→ EXERCISE GOAL:
Transcribe the data in full, keeping each line exactly as it appears.

→ DATA RECORDS:

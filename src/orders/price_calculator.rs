use rust_decimal::{Decimal, RoundingStrategy};

use crate::catalog::ProductVersion;
use crate::coupons::CurrentCouponVersion;

/// Computes discounted prices with fixed rounding semantics.
///
/// Rounding is round-half-up to 2 decimal places (MidpointAwayFromZero),
/// not banker's rounding. The results feed the payment gateway, so they
/// must be bit-exact and reproducible.
pub struct PriceCalculator;

impl PriceCalculator {
    /// The discount amount for a fractional discount applied to a price
    pub fn discount_amount(discount_fraction: Decimal, price: Decimal) -> Decimal {
        (discount_fraction * price)
            .round_dp_with_strategy(2, RoundingStrategy::MidpointAwayFromZero)
    }

    /// The price of a product version after the coupon's discount.
    ///
    /// The discount applies only when the coupon is global or specifically
    /// eligible for this exact product; otherwise the price is unchanged.
    /// Callers resolve eligibility and pass it in so this stays a pure
    /// function.
    pub fn price_with_discount(
        version: &ProductVersion,
        coupon_version: Option<&CurrentCouponVersion>,
        coupon_applies: bool,
    ) -> Decimal {
        match coupon_version {
            Some(coupon) if coupon_applies => {
                version.price - Self::discount_amount(coupon.discount, version.price)
            }
            _ => version.price,
        }
    }

    /// Total for a multi-seat purchase at a given unit price
    pub fn bulk_total(unit_price: Decimal, num_seats: i32) -> Decimal {
        (unit_price * Decimal::from(num_seats))
            .round_dp_with_strategy(2, RoundingStrategy::MidpointAwayFromZero)
    }
}

#[cfg(test)]
mod tests {
    use super::*;
    use crate::coupons::CouponType;
    use chrono::Utc;
    use rust_decimal_macros::dec;

    fn version_with_price(price: Decimal) -> ProductVersion {
        ProductVersion {
            id: 1,
            product_id: 1,
            version_seq: 1,
            price,
            description: String::new(),
            text_id: "course-v1:test".to_string(),
            created_at: Utc::now(),
        }
    }

    fn coupon_with_discount(discount: Decimal) -> CurrentCouponVersion {
        CurrentCouponVersion {
            coupon_id: 1,
            coupon_code: "TEST".to_string(),
            is_global: false,
            version_id: 1,
            payment_version_id: 1,
            coupon_type: CouponType::Promo,
            discount,
            max_redemptions: 10,
            max_redemptions_per_user: 1,
            activation_date: None,
            expiration_date: None,
            automatic: false,
            company_id: None,
        }
    }

    #[test]
    fn test_quarter_discount_on_hundred() {
        let version = version_with_price(dec!(100.00));
        let coupon = coupon_with_discount(dec!(0.25));
        let price = PriceCalculator::price_with_discount(&version, Some(&coupon), true);
        assert_eq!(price, dec!(75.00));
    }

    #[test]
    fn test_half_up_rounding_not_bankers() {
        // 0.1 * 10.25 = 1.025: half-up -> 1.03, banker's would give 1.02
        assert_eq!(
            PriceCalculator::discount_amount(dec!(0.1), dec!(10.25)),
            dec!(1.03)
        );
        // 0.2 * 5.125 = 1.025: same midpoint, even last digit
        assert_eq!(
            PriceCalculator::discount_amount(dec!(0.2), dec!(5.125)),
            dec!(1.03)
        );
    }

    #[test]
    fn test_ineligible_coupon_leaves_price_unchanged() {
        let version = version_with_price(dec!(100.00));
        let coupon = coupon_with_discount(dec!(0.25));
        let price = PriceCalculator::price_with_discount(&version, Some(&coupon), false);
        assert_eq!(price, dec!(100.00));
    }

    #[test]
    fn test_absent_coupon_leaves_price_unchanged() {
        let version = version_with_price(dec!(100.00));
        let price = PriceCalculator::price_with_discount(&version, None, true);
        assert_eq!(price, dec!(100.00));
    }

    #[test]
    fn test_full_discount_is_exactly_zero() {
        let version = version_with_price(dec!(49.99));
        let coupon = coupon_with_discount(dec!(1));
        let price = PriceCalculator::price_with_discount(&version, Some(&coupon), true);
        assert_eq!(price, dec!(0.00));
    }

    #[test]
    fn test_bulk_total() {
        assert_eq!(PriceCalculator::bulk_total(dec!(100.00), 5), dec!(500.00));
        assert_eq!(PriceCalculator::bulk_total(dec!(33.335), 3), dec!(100.01));
    }
}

→ WRITTEN ANSWER:
filename src/orders/price_calculator.rs
use rust_decimal::{Decimal, RoundingStrategy};

use crate::catalog::ProductVersion;
use crate::coupons::CurrentCouponVersion;

/// Computes discounted prices with fixed rounding semantics.
///
/// Rounding is round-half-up to 2 decimal places (MidpointAwayFromZero),
/// not banker's rounding. The results feed the payment gateway, so they
/// must be bit-exact and reproducible.
pub struct PriceCalculator;

impl PriceCalculator {
    /// The discount amount for a fractional discount applied to a price
    pub fn discount_amount(discount_fraction: Decimal, price: Decimal) -> Decimal {
        (discount_fraction * price)
            .round_dp_with_strategy(2, RoundingStrategy::MidpointAwayFromZero)
    }

    /// The price of a product version after the coupon's discount.
    ///
    /// The discount applies only when the coupon is global or specifically
    /// eligible for this exact product; otherwise the price is unchanged.
    /// Callers resolve eligibility and pass it in so this stays a pure
    /// function.
    pub fn price_with_discount(
        version: &ProductVersion,
        coupon_version: Option<&CurrentCouponVersion>,
        coupon_applies: bool,
    ) -> Decimal {
        match coupon_version {
            Some(coupon) if coupon_applies => {
                version.price - Self::discount_amount(coupon.discount, version.price)
            }
            _ => version.price,
        }
    }

    /// Total for a multi-seat purchase at a given unit price
    pub fn bulk_total(unit_price: Decimal, num_seats: i32) -> Decimal {
        (unit_price * Decimal::from(num_seats))
            .round_dp_with_strategy(2, RoundingStrategy::MidpointAwayFromZero)
    }
}

#[cfg(test)]
mod tests {
    use super::*;
    use crate::coupons::CouponType;
    use chrono::Utc;
    use rust_decimal_macros::dec;

    fn version_with_price(price: Decimal) -> ProductVersion {
        ProductVersion {
            id: 1,
            product_id: 1,
            version_seq: 1,
            price,
            description: String::new(),
            text_id: "course-v1:test".to_string(),
            created_at: Utc::now(),
        }
    }

    fn coupon_with_discount(discount: Decimal) -> CurrentCouponVersion {
        CurrentCouponVersion {
            coupon_id: 1,
            coupon_code: "TEST".to_string(),
            is_global: false,
            version_id: 1,
            payment_version_id: 1,
            coupon_type: CouponType::Promo,
            discount,
            max_redemptions: 10,
            max_redemptions_per_user: 1,
            activation_date: None,
            expiration_date: None,
            automatic: false,
            company_id: None,
        }
    }

    #[test]
    fn test_quarter_discount_on_hundred() {
        let version = version_with_price(dec!(100.00));
        let coupon = coupon_with_discount(dec!(0.25));
        let price = PriceCalculator::price_with_discount(&version, Some(&coupon), true);
        assert_eq!(price, dec!(75.00));
    }

    #[test]
    fn test_half_up_rounding_not_bankers() {
        // 0.1 * 10.25 = 1.025: half-up -> 1.03, banker's would give 1.02
        assert_eq!(
            PriceCalculator::discount_amount(dec!(0.1), dec!(10.25)),
            dec!(1.03)
        );
        // 0.2 * 5.125 = 1.025: same midpoint, even last digit
        assert_eq!(
            PriceCalculator::discount_amount(dec!(0.2), dec!(5.125)),
            dec!(1.03)
        );
    }

    #[test]
    fn test_ineligible_coupon_leaves_price_unchanged() {
        let version = version_with_price(dec!(100.00));
        let coupon = coupon_with_discount(dec!(0.25));
        let price = PriceCalculator::price_with_discount(&version, Some(&coupon), false);
        assert_eq!(price, dec!(100.00));
    }

    #[test]
    fn test_absent_coupon_leaves_price_unchanged() {
        let version = version_with_price(dec!(100.00));
        let price = PriceCalculator::price_with_discount(&version, None, true);
        assert_eq!(price, dec!(100.00));
    }

    #[test]
    fn test_full_discount_is_exactly_zero() {
        let version = version_with_price(dec!(49.99));
        let coupon = coupon_with_discount(dec!(1));
        let price = PriceCalculator::price_with_discount(&version, Some(&coupon), true);
        assert_eq!(price, dec!(0.00));
    }

    #[test]
    fn test_bulk_total() {
        assert_eq!(PriceCalculator::bulk_total(dec!(100.00), 5), dec!(500.00));
        assert_eq!(PriceCalculator::bulk_total(dec!(33.335), 3), dec!(100.01));
    }
}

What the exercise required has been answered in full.